Predatory bacteria and digester ecology

Most people think of microorganisms as a predatory element in microbiological ecologies. But in fact, they too can become – in a sense – victims of bacteria that make them sick and even devour them, explains researcher Jens Harder. Such a predatory bacterium has now been described by his group, and its role in the digestion of biomass in sediments might be significant.

Digester towers at a sewage treatment plant in Hamburg, Germany: The “victim” microbe, Methanosaeta, plays a crucial role in sewage digestion.

For more than twenty years, the predatory bacteria have been living largely unnoticed in Jens Harder’s laboratory at the Max Planck Institute in Bremen in a so-called enrichment culture that uses limonene for methane production. They originally came from the digestion tower of the sewage treatment plant in Osterholz-Scharmbeck, close to Bremen. “We have named the new microbe Velamenicoccus archaeovorus,” says Harder. “It is an ultramicrobacterium –a particularly tiny member of the microbial world, only 200 to 300 nanometres in size and thus invisible under a normal microscope.” By comparison, a human is almost two billion nanometres tall. A few secrets of these tiny bacteria have now been revealed.

The victim
The second main character of this story, the “victim”, is also found in sewage treatment plants: Methanosaeta, one of the most common microbes in the world, plays a crucial role therein. This archaeon is mainly responsible for biogas production in sewage treatment plants. Individual cells of Methanosaeta live together in a protective tube, a filament. Using special dyes and a special microscope, Harder and his team were able to prove that single cells in the Methanosaeta-filaments were sick or dead. They were limp and contained neither ribosomal nucleic acids nor genetic material – typical components of living microbial cells. The cells had presumably fallen victim to the ultramicrobacteria: “Most probably, the cause of disease is attached bacteria, and these attached bacteria are Velamenicoccus archaeovorus,” Harder explains.

The weapon? A giant protein
“Velamenicoccus archaeovorus is not an unknown,” Harder continues. “We have found parts of its genetic material in deep sediments and other oxygen-free habitats. But what it does there was not known.” Now, the researchers say they have been able to decode the genome of this ultramicrobacterium and identify its proteins, thereby unlocking some of the tiny predator’s secrets. One particularly remarkable gene is a strikingly large one. “While proteins on average consist of 333 amino acids, this gene encodes a protein with 39678 amino acids,” Harder explains. Thereby, it would be one of the largest known proteins. It is integrated into the cell wall and its surface contains enzyme domains that enable it to dissolve cells. Thus, this could well be the deadly secret of Velamenicoccus.
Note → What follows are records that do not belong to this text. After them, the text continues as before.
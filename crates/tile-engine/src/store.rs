//! File-backed datasets described by a YAML manifest.
//!
//! Each variable is a raw little-endian `f32` array laid out
//! `[time][depth][row][col]` (or `[time][row][col]` when the variable has no
//! depth axis) on the manifest's [`RegularGrid`]. NaN marks missing data.
//! Paths are relative to the directory holding the manifest.

use crate::dataset::{Dataset, DatasetProvider, DepthSelector, SamplingOptions};
use crate::sampling::{sample_grid, RegularGrid};
use async_trait::async_trait;
use chrono::{DateTime, Utc};
use ocean_common::{GeoGrid, ScalarField, TileError, TileResult};
use serde::{Deserialize, Serialize};
use std::collections::{HashMap, HashSet};
use std::fs::File;
use std::io::{Read, Seek, SeekFrom};
use std::path::{Path, PathBuf};
use std::sync::Arc;
use tracing::{debug, info};

/// Top-level manifest document.
#[derive(Debug, Clone, Serialize, Deserialize)]
pub struct DatasetManifest {
    pub datasets: Vec<DatasetEntry>,
}

#[derive(Debug, Clone, Serialize, Deserialize)]
pub struct DatasetEntry {
    pub id: String,
    /// Id of the paired climatology dataset
    #[serde(default)]
    pub climatology: Option<String>,
    pub timestamps: Vec<DateTime<Utc>>,
    #[serde(default)]
    pub depths: Vec<f64>,
    pub grid: RegularGrid,
    pub variables: Vec<VariableEntry>,
}

#[derive(Debug, Clone, Serialize, Deserialize)]
pub struct VariableEntry {
    pub key: String,
    pub name: String,
    pub unit: String,
    pub file: PathBuf,
    #[serde(default = "default_scale_factor")]
    pub scale_factor: f64,
    #[serde(default = "default_depth_dependent")]
    pub depth_dependent: bool,
}

fn default_scale_factor() -> f64 {
    1.0
}

fn default_depth_dependent() -> bool {
    true
}

impl DatasetManifest {
    pub fn from_yaml(yaml: &str) -> TileResult<Self> {
        let manifest: Self = serde_yaml::from_str(yaml)
            .map_err(|e| TileError::ConfigError(format!("invalid dataset manifest: {}", e)))?;
        manifest.validate()?;
        Ok(manifest)
    }

    pub fn from_file(path: &Path) -> TileResult<Self> {
        let yaml = std::fs::read_to_string(path).map_err(|e| {
            TileError::ConfigError(format!("cannot read manifest {}: {}", path.display(), e))
        })?;
        Self::from_yaml(&yaml)
    }

    pub fn validate(&self) -> TileResult<()> {
        let mut ids = HashSet::new();
        for dataset in &self.datasets {
            if !ids.insert(dataset.id.as_str()) {
                return Err(TileError::ConfigError(format!(
                    "dataset '{}' is listed twice",
                    dataset.id
                )));
            }
            dataset
                .grid
                .validate()
                .map_err(|e| TileError::ConfigError(format!("dataset '{}': {}", dataset.id, e)))?;
        }
        for dataset in &self.datasets {
            if let Some(climatology) = &dataset.climatology {
                if !ids.contains(climatology.as_str()) {
                    return Err(TileError::ConfigError(format!(
                        "dataset '{}' names unknown climatology '{}'",
                        dataset.id, climatology
                    )));
                }
            }
        }
        Ok(())
    }

    pub fn dataset(&self, id: &str) -> Option<&DatasetEntry> {
        self.datasets.iter().find(|d| d.id == id)
    }
}

impl DatasetEntry {
    pub fn variable(&self, key: &str) -> Option<&VariableEntry> {
        self.variables.iter().find(|v| v.key == key)
    }
}

/// Opens datasets listed in a manifest.
#[derive(Debug, Clone)]
pub struct FileDatasetProvider {
    datasets: HashMap<String, Arc<DatasetEntry>>,
    root: PathBuf,
}

impl FileDatasetProvider {
    pub fn new(manifest: &DatasetManifest, root: impl Into<PathBuf>) -> Self {
        let datasets = manifest
            .datasets
            .iter()
            .map(|d| (d.id.clone(), Arc::new(d.clone())))
            .collect();
        Self {
            datasets,
            root: root.into(),
        }
    }

    /// Load the manifest at `path`; variable files resolve against its directory.
    pub fn from_manifest_file(path: &Path) -> TileResult<(Self, DatasetManifest)> {
        let manifest = DatasetManifest::from_file(path)?;
        let root = path.parent().map(Path::to_path_buf).unwrap_or_default();
        info!(
            manifest = %path.display(),
            datasets = manifest.datasets.len(),
            "Loaded dataset manifest"
        );
        Ok((Self::new(&manifest, root), manifest))
    }
}

#[async_trait]
impl DatasetProvider for FileDatasetProvider {
    async fn open(&self, dataset: &str) -> TileResult<Box<dyn Dataset>> {
        let entry = self
            .datasets
            .get(dataset)
            .ok_or_else(|| TileError::DatasetNotFound(dataset.to_string()))?;
        Ok(Box::new(FileDataset {
            entry: Arc::clone(entry),
            root: self.root.clone(),
        }))
    }
}

/// An open manifest dataset.
pub struct FileDataset {
    entry: Arc<DatasetEntry>,
    root: PathBuf,
}

#[async_trait]
impl Dataset for FileDataset {
    fn id(&self) -> &str {
        &self.entry.id
    }

    fn timestamps(&self) -> &[DateTime<Utc>] {
        &self.entry.timestamps
    }

    fn depths(&self) -> &[f64] {
        &self.entry.depths
    }

    fn has_variable(&self, variable: &str) -> bool {
        self.entry.variable(variable).is_some()
    }

    async fn get_area(
        &self,
        grid: &GeoGrid,
        depth: DepthSelector,
        time_index: usize,
        variable: &str,
        options: &SamplingOptions,
    ) -> TileResult<ScalarField> {
        let var = self
            .entry
            .variable(variable)
            .ok_or_else(|| TileError::VariableNotFound {
                dataset: self.entry.id.clone(),
                variable: variable.to_string(),
            })?;
        if time_index >= self.entry.timestamps.len() {
            return Err(TileError::SamplingFailed(format!(
                "time index {} out of range for '{}'",
                time_index, self.entry.id
            )));
        }

        let read = SliceRead::plan(&self.entry, var, depth, time_index)?;
        let path = self.root.join(&var.file);
        let source = self.entry.grid;
        let target = grid.clone();
        let options = *options;

        debug!(
            dataset = %self.entry.id,
            variable = variable,
            depth = %depth,
            time_index = time_index,
            interpolation = %options.interpolation,
            "Sampling variable"
        );

        let values = tokio::task::spawn_blocking(move || {
            let slice = read.execute(&path, source.cells())?;
            sample_grid(&source, &slice, &target, &options)
        })
        .await
        .map_err(|e| TileError::InternalError(format!("sampling task failed: {}", e)))??;

        ScalarField::from_values(grid.width, grid.height, values).map(|f| f.with_unit(&var.unit))
    }
}

/// Which slices of a variable file one request needs.
#[derive(Debug, Clone, Copy)]
struct SliceRead {
    first: usize,
    count: usize,
}

impl SliceRead {
    fn plan(
        entry: &DatasetEntry,
        var: &VariableEntry,
        depth: DepthSelector,
        time_index: usize,
    ) -> TileResult<Self> {
        if !var.depth_dependent {
            return Ok(Self {
                first: time_index,
                count: 1,
            });
        }
        let levels = entry.depths.len().max(1);
        match depth {
            DepthSelector::Index(index) if index < levels => Ok(Self {
                first: time_index * levels + index,
                count: 1,
            }),
            DepthSelector::Index(index) => Err(TileError::DepthOutOfRange {
                index,
                available: entry.depths.len(),
            }),
            DepthSelector::Bottom => Ok(Self {
                first: time_index * levels,
                count: levels,
            }),
        }
    }

    /// Read the planned slices; several levels collapse to the deepest
    /// finite value per cell.
    fn execute(&self, path: &Path, cells: usize) -> TileResult<Vec<f64>> {
        let mut file = File::open(path).map_err(|e| {
            TileError::DatasetOpen(format!("cannot open {}: {}", path.display(), e))
        })?;
        let slice_bytes = (cells * 4) as u64;
        file.seek(SeekFrom::Start(self.first as u64 * slice_bytes))
            .map_err(|e| TileError::SamplingFailed(e.to_string()))?;

        let mut bytes = vec![0u8; cells * 4 * self.count];
        file.read_exact(&mut bytes).map_err(|e| {
            TileError::SamplingFailed(format!(
                "{} is shorter than its manifest entry: {}",
                path.display(),
                e
            ))
        })?;

        let mut out = vec![f64::NAN; cells];
        for level in bytes.chunks_exact(cells * 4) {
            for (cell, raw) in out.iter_mut().zip(level.chunks_exact(4)) {
                let v = f32::from_le_bytes([raw[0], raw[1], raw[2], raw[3]]) as f64;
                if v.is_finite() {
                    *cell = v;
                }
            }
        }
        Ok(out)
    }
}
//! Color mapping of scalar fields onto RGBA rasters.

use crate::colormap::ColorRamp;
use crate::raster::RgbaRaster;
use ocean_common::{ColorScale, ScalarField};
use rayon::prelude::*;

/// Pixels at or below these channel values are treated as background.
const BACKGROUND_MAX: [u8; 3] = [3, 5, 18];

/// True when an 8-bit color is close enough to black to count as
/// background.
#[inline]
pub fn is_background(r: u8, g: u8, b: u8) -> bool {
    r <= BACKGROUND_MAX[0] && g <= BACKGROUND_MAX[1] && b <= BACKGROUND_MAX[2]
}

/// Map a field through `scale` and `ramp` into an RGBA raster.
///
/// Masked entries become `(0, 0, 0, 0)`. Valid entries take the ramp color
/// with alpha forced to 255, except near-black colors which get alpha 0.
pub fn colorize(field: &ScalarField, scale: &ColorScale, ramp: &ColorRamp) -> RgbaRaster {
    let (height, width) = field.shape();
    let mut pixels = vec![0u8; width * height * 4];

    pixels
        .par_chunks_mut(width.max(1) * 4)
        .enumerate()
        .for_each(|(row, row_pixels)| {
            for col in 0..width {
                let Some(value) = field.get(row, col) else {
                    continue;
                };
                let [r, g, b, _] = ramp.rgba8(scale.normalize(value));
                let a = if is_background(r, g, b) { 0 } else { 255 };
                row_pixels[col * 4..col * 4 + 4].copy_from_slice(&[r, g, b, a]);
            }
        });

    RgbaRaster::from_pixels(width, height, pixels)
        .unwrap_or_else(|_| RgbaRaster::transparent(width, height))
}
Deep sediment significance?
Realising that we are dealing with such a “dangerous” bacterium permits a new look at an ecological question: Sediments are full of microorganisms, decreasing in number with increasing depth. The deeper you go, the fewer cells you will find. Until now, it was assumed that this was the result of the ongoing die-off of cells. Now another possibility arises: Microorganisms use other microorganisms as a food source, and because this is not particularly efficient, the organic material is being increasingly lost as methane and carbon dioxide. “Ultramicrobacteria can thus play a decisive role in the conversion and recycling of biomass in sediments and cause an overall reduction in biomass with depth,” Harder concludes.

Fittingly, Harder adds, Velamenicoccus archaeovorus, the archaea-eating microbe, belongs to the candidate phylum Omnitrophica, meaning the “all-eaters”. The finding that they live as predators now shows for the first time that this appellation is really accurate.